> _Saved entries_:

//! The lookup/update coordinator.
//!
//! Keys are spread over lock stripes by [`Key::bucket`]. Each stripe owns one
//! slice of L1 and one slice of L2, so a batch locks the stripes its keys fall
//! in (always in ascending order) and holds them until it returns. That gives
//! per-key mutual exclusion while batches touching disjoint stripes run
//! concurrently.
//!
//! Stripes split locking only. Each tier's record budget is shared by all of
//! its stripes, and eviction starts once the tier as a whole is full.
//!
//! A batch runs in four phases:
//!
//! 1. take every key out of L1/L2 into a private working set
//! 2. read the remaining keys from the fixed table on the worker pool, waiting
//!    at most `runtime.io_timeout_ms`, and initialize the rest
//! 3. evict enough L1 records to seat the working set, demoting them to L2 or
//!    the fixed table
//! 4. read or update the working set and put it back into L1
//!
//! Phases 1-3 are the only ones that can fail. A failure puts every taken
//! record back where it came from, so a failed batch leaves no partial
//! effect behind.

use std::collections::BTreeMap;
use std::io;
use std::sync::atomic::{AtomicBool, Ordering};
use std::sync::mpsc::{self, RecvTimeoutError};
use std::sync::Arc;
use std::time::{Duration, Instant};

use hashbrown::HashMap;
use oneembed_cache::{
    build_striped_tiers, CacheTier, EmbeddingRecord, Initializer, KeyInitializer, RecordLayout,
};
use oneembed_core::{
    DataType, EmbeddingError, EmbeddingOptions, FeatureId, Key, Result, TierKind,
};
use oneembed_optimizer::{
    LearningRateFunction, LearningRateSchedule, Optimizer, ScheduleState, UpdateRule,
};
use oneembed_storage::{BlockDevice, FixedTable};
use parking_lot::{Mutex, MutexGuard};
use rayon::prelude::*;

use crate::output::{Embeddings, TypedEmbeddings};
use crate::stats::{EngineStats, StatsSnapshot};

struct Stripe {
    l1: Box<dyn CacheTier>,
    l2: Box<dyn CacheTier>,
}

impl Stripe {
    fn tier_mut(&mut self, tier: TierKind) -> &mut dyn CacheTier {
        match tier {
            TierKind::L2 => self.l2.as_mut(),
            _ => self.l1.as_mut(),
        }
    }

    /// Puts a record back into `tier`, falling back to L1.
    fn restore(&mut self, tier: TierKind, record: EmbeddingRecord) {
        if let Some(record) = self.tier_mut(tier).restore(record) {
            self.l1.restore(record);
        }
    }
}

#[derive(Debug, Clone, Copy, PartialEq, Eq)]
enum Origin {
    L1,
    L2,
    Fixed,
    Initialized,
}

struct Working {
    record: EmbeddingRecord,
    origin: Origin,
}

enum Resident {
    Found(Working),
    Missing,
    Diverged,
}

struct Deadline {
    started: Instant,
    limit: Duration,
}

impl Deadline {
    fn start(limit: Duration) -> Self {
        Self {
            started: Instant::now(),
            limit,
        }
    }

    fn check(&self) -> Result<()> {
        if self.started.elapsed() > self.limit {
            return Err(self.expired());
        }
        Ok(())
    }

    fn remaining(&self) -> Duration {
        self.limit.saturating_sub(self.started.elapsed())
    }

    fn expired(&self) -> EmbeddingError {
        EmbeddingError::Timeout {
            elapsed: self.started.elapsed(),
            limit: self.limit,
        }
    }
}

/// Unique keys of a batch, in first-occurrence order.
struct BatchKeys {
    unique: Vec<Key>,
    /// For each input row, its index into `unique`.
    slots: Vec<usize>,
}

impl BatchKeys {
    fn new(keys: impl IntoIterator<Item = Key>) -> Self {
        let mut index: HashMap<Key, usize> = HashMap::new();
        let mut unique = Vec::new();
        let slots = keys
            .into_iter()
            .map(|key| {
                *index.entry(key).or_insert_with(|| {
                    unique.push(key);
                    unique.len() - 1
                })
            })
            .collect();
        Self { unique, slots }
    }

    /// Sums the rows of duplicate keys.
    fn sum_rows(&self, rows: &[f32], dim: usize) -> Vec<f32> {
        let mut summed = vec![0.0f32; self.unique.len() * dim];
        for (row, &slot) in rows.chunks_exact(dim).zip(&self.slots) {
            let start = slot * dim;
            for (acc, value) in summed[start..start + dim].iter_mut().zip(row) {
                *acc += value;
            }
        }
        summed
    }

    /// Picks the value of each key's first row.
    fn first_of_each(&self, values: &[u64]) -> Vec<u64> {
        let mut picked: Vec<Option<u64>> = vec![None; self.unique.len()];
        for (&slot, &value) in self.slots.iter().zip(values) {
            picked[slot].get_or_insert(value);
        }
        picked.into_iter().map(Option::unwrap_or_default).collect()
    }
}

struct LockedStripe<'a> {
    guard: MutexGuard<'a, Stripe>,
    /// Indices into the batch's unique keys.
    members: Vec<usize>,
}

/// Records taken out of a tier during a batch.
///
/// Dropped on success; put back into their tiers on failure.
#[derive(Default)]
struct Undo {
    discarded: Vec<(usize, TierKind, EmbeddingRecord)>,
}

/// A tiered embedding table with online per-key optimizer updates.
///
/// # Example
///
/// ```no_run
/// use oneembed_core::EmbeddingOptions;
/// use oneembed_engine::EmbeddingEngine;
///
/// fn main() -> oneembed_core::Result<()> {
///     let engine = EmbeddingEngine::open(EmbeddingOptions::new("user", 4, "/tmp/user_table"))?;
///
///     let rows = engine.lookup(&[7, 42, 7])?;
///     assert_eq!(rows.len(), 3);
///
///     engine.apply_gradient(&[7, 42, 7], &[0.1; 12])?;
///     engine.close()
/// }
/// ```
pub struct EmbeddingEngine {
    options: EmbeddingOptions,
    layout: RecordLayout,
    initializer: KeyInitializer,
    optimizer: Optimizer,
    schedule: LearningRateSchedule,
    schedule_state: ScheduleState,
    stripes: Vec<Mutex<Stripe>>,
    table: Arc<FixedTable>,
    pool: rayon::ThreadPool,
    stats: EngineStats,
    io_timeout: Duration,
    closed: AtomicBool,
}

impl std::fmt::Debug for EmbeddingEngine {
    fn fmt(&self, f: &mut std::fmt::Formatter<'_>) -> std::fmt::Result {
        f.debug_struct("EmbeddingEngine")
            .field("embedding", &self.options.embedding_name)
            .field("layout", &self.layout)
            .field("stripes", &self.stripes.len())
            .field("table", &self.table)
            .field("step", &self.schedule_state.current())
            .finish()
    }
}
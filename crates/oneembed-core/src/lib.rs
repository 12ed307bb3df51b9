//! Core types for the tiered embedding engine.
//!
//! This crate provides the pieces every other engine crate shares:
//!
//! - **Configuration**: The strongly-typed options blob ([`EmbeddingOptions`])
//! - **Errors**: The engine-wide error taxonomy ([`EmbeddingError`])
//! - **Keys**: Normalized row identifiers ([`Key`])
//!
//! # Example
//!
//! ```
//! use oneembed_core::{EmbeddingOptions, Key};
//!
//! let options = EmbeddingOptions::new("user", 64, "/tmp/user_table");
//! options.validate().unwrap();
//!
//! let key = Key::from_id(12345);
//! assert_eq!(key.to_id(), 12345);
//! ```

pub mod config;
pub mod error;
pub mod key;

pub use config::{
    CacheOptions, CachePolicy, DataType, DecayKind, DecayOptions, EmbeddingOptions,
    FixedTableOptions, InitializerKind, InitializerOptions, LearningRateScheduleOptions,
    OptimizerKind, OptimizerOptions, RuntimeOptions, WarmupKind, WarmupOptions,
};
pub use error::{EmbeddingError, Result, TierKind};
pub use key::{FeatureId, Key};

> _TASK BRIEF_:
Copy exactly the lines above, starting at the opening line and finishing at the line in which "initialize the rest" occurs.

> _OUTPUT OF THE TASK_:
//! The lookup/update coordinator.
//!
//! Keys are spread over lock stripes by [`Key::bucket`]. Each stripe owns one
//! slice of L1 and one slice of L2, so a batch locks the stripes its keys fall
//! in (always in ascending order) and holds them until it returns. That gives
//! per-key mutual exclusion while batches touching disjoint stripes run
//! concurrently.
//!
//! Stripes split locking only. Each tier's record budget is shared by all of
//! its stripes, and eviction starts once the tier as a whole is full.
//!
//! A batch runs in four phases:
//!
//! 1. take every key out of L1/L2 into a private working set
//! 2. read the remaining keys from the fixed table on the worker pool, waiting
//!    at most `runtime.io_timeout_ms`, and initialize the rest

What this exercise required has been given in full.